The Concert Spirituel (Spiritual Concert) was one of the first public concert series in existence. The concerts began in Paris in 1725 and ended in 1790. Later, concerts or series of concerts with the same name occurred in multiple places including Paris, Vienna, London and more. The series was founded to provide entertainment during the Easter fortnight and on religious holidays when the other spectacles (the Paris Opera, Comédie-Française, and Comédie-Italienne) were closed. The programs featured a mixture of sacred choral works and virtuosic instrumental pieces, and for many years took place in a magnificently-decorated Salle des Cent Suisses (Hall of the Hundred Swiss Guards) in the Tuileries Palace. They started at six o’clock in the evening and were primarily attended by well-to-do bourgeois, the lower aristocracy, and foreign visitors.

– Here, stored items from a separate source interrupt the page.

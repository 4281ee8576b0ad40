//! Plain JSON <-> [`Value`] conversion.
//!
//! Used for CLI event input, result printing and the `json` host module.
//! The JSON side is lossy: bytes, times and durations render as strings and
//! structs as objects.

use base64::Engine;
use serde_json::{Map, Number};

use super::{DictItem, Value};

/// Convert a plain JSON document into a wire value.
///
/// Objects become dicts with string keys, integral numbers that fit `i64`
/// become integers, everything else numeric becomes a float.
pub fn from_json(json: &serde_json::Value) -> Value {
    match json {
        serde_json::Value::Null => Value::Nothing,
        serde_json::Value::Bool(b) => Value::Boolean(*b),
        serde_json::Value::Number(n) => match n.as_i64() {
            Some(i) => Value::Integer(i),
            None => Value::Float(n.as_f64().unwrap_or(f64::NAN)),
        },
        serde_json::Value::String(s) => Value::String(s.clone()),
        serde_json::Value::Array(items) => Value::List(items.iter().map(from_json).collect()),
        serde_json::Value::Object(map) => Value::Dict(
            map.iter()
                .map(|(k, v)| DictItem {
                    k: Value::String(k.clone()),
                    v: from_json(v),
                })
                .collect(),
        ),
    }
}

/// Render a wire value as plain JSON.
pub fn to_json(value: &Value) -> serde_json::Value {
    match value {
        Value::Nothing => serde_json::Value::Null,
        Value::Boolean(b) => serde_json::Value::Bool(*b),
        Value::Integer(n) => serde_json::Value::Number(Number::from(*n)),
        Value::Float(x) => Number::from_f64(*x)
            .map(serde_json::Value::Number)
            .unwrap_or(serde_json::Value::Null),
        Value::String(s) => serde_json::Value::String(s.clone()),
        Value::Bytes(b) => {
            serde_json::Value::String(base64::engine::general_purpose::STANDARD.encode(b))
        }
        Value::List(items) | Value::Set(items) => {
            serde_json::Value::Array(items.iter().map(to_json).collect())
        }
        Value::Dict(items) => {
            let mut map = Map::new();
            for item in items {
                let key = match &item.k {
                    Value::String(s) => s.clone(),
                    other => other.to_string(),
                };
                map.insert(key, to_json(&item.v));
            }
            serde_json::Value::Object(map)
        }
        Value::Struct(s) => {
            let mut map = Map::new();
            for (name, field) in &s.fields {
                map.insert(name.clone(), to_json(field));
            }
            serde_json::Value::Object(map)
        }
        Value::Time(t) => serde_json::Value::String(t.to_rfc3339()),
        Value::Duration(d) => {
            let secs = d.seconds as f64 + f64::from(d.nanos) / 1e9;
            Number::from_f64(secs)
                .map(serde_json::Value::Number)
                .unwrap_or(serde_json::Value::Null)
        }
        Value::Custom(c) => match &c.value {
            Some(inner) => to_json(inner),
            None => serde_json::Value::Null,
        },
    }
}

#[cfg(test)]
mod tests {
    use super::*;
    use serde_json::json;

    #[test]
    fn converts_nested_documents() {
        let doc = json!({"x": 1, "tags": ["a", "b"], "ratio": 0.5, "none": null});
        let value = from_json(&doc);
        assert_eq!(value.get("x"), Some(&Value::Integer(1)));
        assert_eq!(value.get("ratio"), Some(&Value::Float(0.5)));
        assert_eq!(value.get("none"), Some(&Value::Nothing));
        assert_eq!(to_json(&value), doc);
    }

    #[test]
    fn bytes_render_as_base64() {
        assert_eq!(to_json(&Value::Bytes(vec![0xff])), json!("/w=="));
    }
}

In 1784 the concerts were moved to the stage area of the Salle des Machines (an enormous former opera house in the Tuileries), and in 1790, when the royal family was confined in the Tuileries, they took place in a Paris theater.

==Original series (1725–1790)==
The first concert took place on March 18, 1725. Two of Delalande's motets and Corelli's Christmas Concerto were performed.

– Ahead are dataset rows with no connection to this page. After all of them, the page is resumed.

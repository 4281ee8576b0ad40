//! Integration tests for local runs
//!
//! Tests the flow: LocalWorker -> drive -> activities executed in-process

use std::sync::Arc;

use tether::comm::local::{self, LocalWorker};
use tether::comm::{Outcome, StartRequest};
use tether::value::DictItem;
use tether::{Registry, RunnerHost, RunnerSettings, Value};

use super::common::CodeFixture;

type LocalEvents = tokio::sync::mpsc::UnboundedReceiver<local::LocalEvent>;

fn local_host(code: &CodeFixture) -> (RunnerHost, Arc<LocalWorker>, LocalEvents) {
    let (worker, events) = LocalWorker::quiet();
    let registry = Registry::with_defaults().unwrap();
    let host = RunnerHost::new(
        worker.clone(),
        Arc::new(registry),
        RunnerSettings::new(code.path()),
    );
    (host, worker, events)
}

fn start(entry_point: &str, event: Value) -> StartRequest {
    StartRequest {
        runner_id: "local".to_string(),
        entry_point: entry_point.to_string(),
        event,
    }
}

/// Test that activities run locally and their results flow back
#[tokio::test(flavor = "multi_thread")]
async fn test_drive_executes_activities_in_process() {
    let code = CodeFixture::new()
        .with_file(
            "lib/pricing.flow",
            "def total(items):\n    return sum(items)\n",
        )
        .with_file(
            "orders.flow",
            "\
import durable
import lib.pricing as pricing

@durable.activity
def quote(items):
    return pricing.total(items)

def main(event):
    price = quote(event['items'])
    durable.store_set('last', price)
    print('quoted', price)
    return [price, len(event['items'])]
",
        );
    let (host, worker, events) = local_host(&code);

    let event = Value::Dict(vec![DictItem {
        k: Value::from("items"),
        v: Value::List(vec![Value::Integer(3), Value::Integer(4)]),
    }]);
    let outcome = local::drive(&host, events, start("orders.flow:main", event))
        .await
        .expect("local run should finish");

    assert_eq!(
        outcome,
        Outcome::Value(Value::List(vec![Value::Integer(7), Value::Integer(2)]))
    );
    assert_eq!(worker.printed(), vec!["quoted 7".to_string()]);
    assert_eq!(
        worker.store_snapshot().get("last"),
        Some(&Value::Integer(7))
    );
}

/// Test that a raising workflow yields an error outcome with a traceback
#[tokio::test(flavor = "multi_thread")]
async fn test_drive_reports_workflow_errors() {
    let code = CodeFixture::new().with_file(
        "wf.flow",
        "\
def main(event):
    raise ValueError('bad input')
",
    );
    let (host, _worker, events) = local_host(&code);

    let outcome = local::drive(&host, events, start("wf.flow:main", Value::Nothing))
        .await
        .unwrap();
    match outcome {
        Outcome::Error(report) => {
            assert_eq!(report.kind, "ValueError");
            assert_eq!(report.message, "bad input");
            assert!(!report.traceback.is_empty());
        }
        other => panic!("Expected an error outcome, got {:?}", other),
    }
}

The series was managed by a succession of director-entrepreneurs, who paid a license fee in order to obtain a royal privilege which granted them an exception to the monopoly on public performance of music held by the Paris Opera (Académie Royale de Musique). The first director was Anne Danican Philidor, brother of the composer and chess master François-André Danican Philidor. Philidor went bankrupt within two years. His successors, Pierre Simart and Jean-Joseph Mouret (1728–1733), expanded the operation with a series of "French Concerts," but met the same unhappy fate. These early concerts helped to establish the career of violinist Jean-Marie Leclair.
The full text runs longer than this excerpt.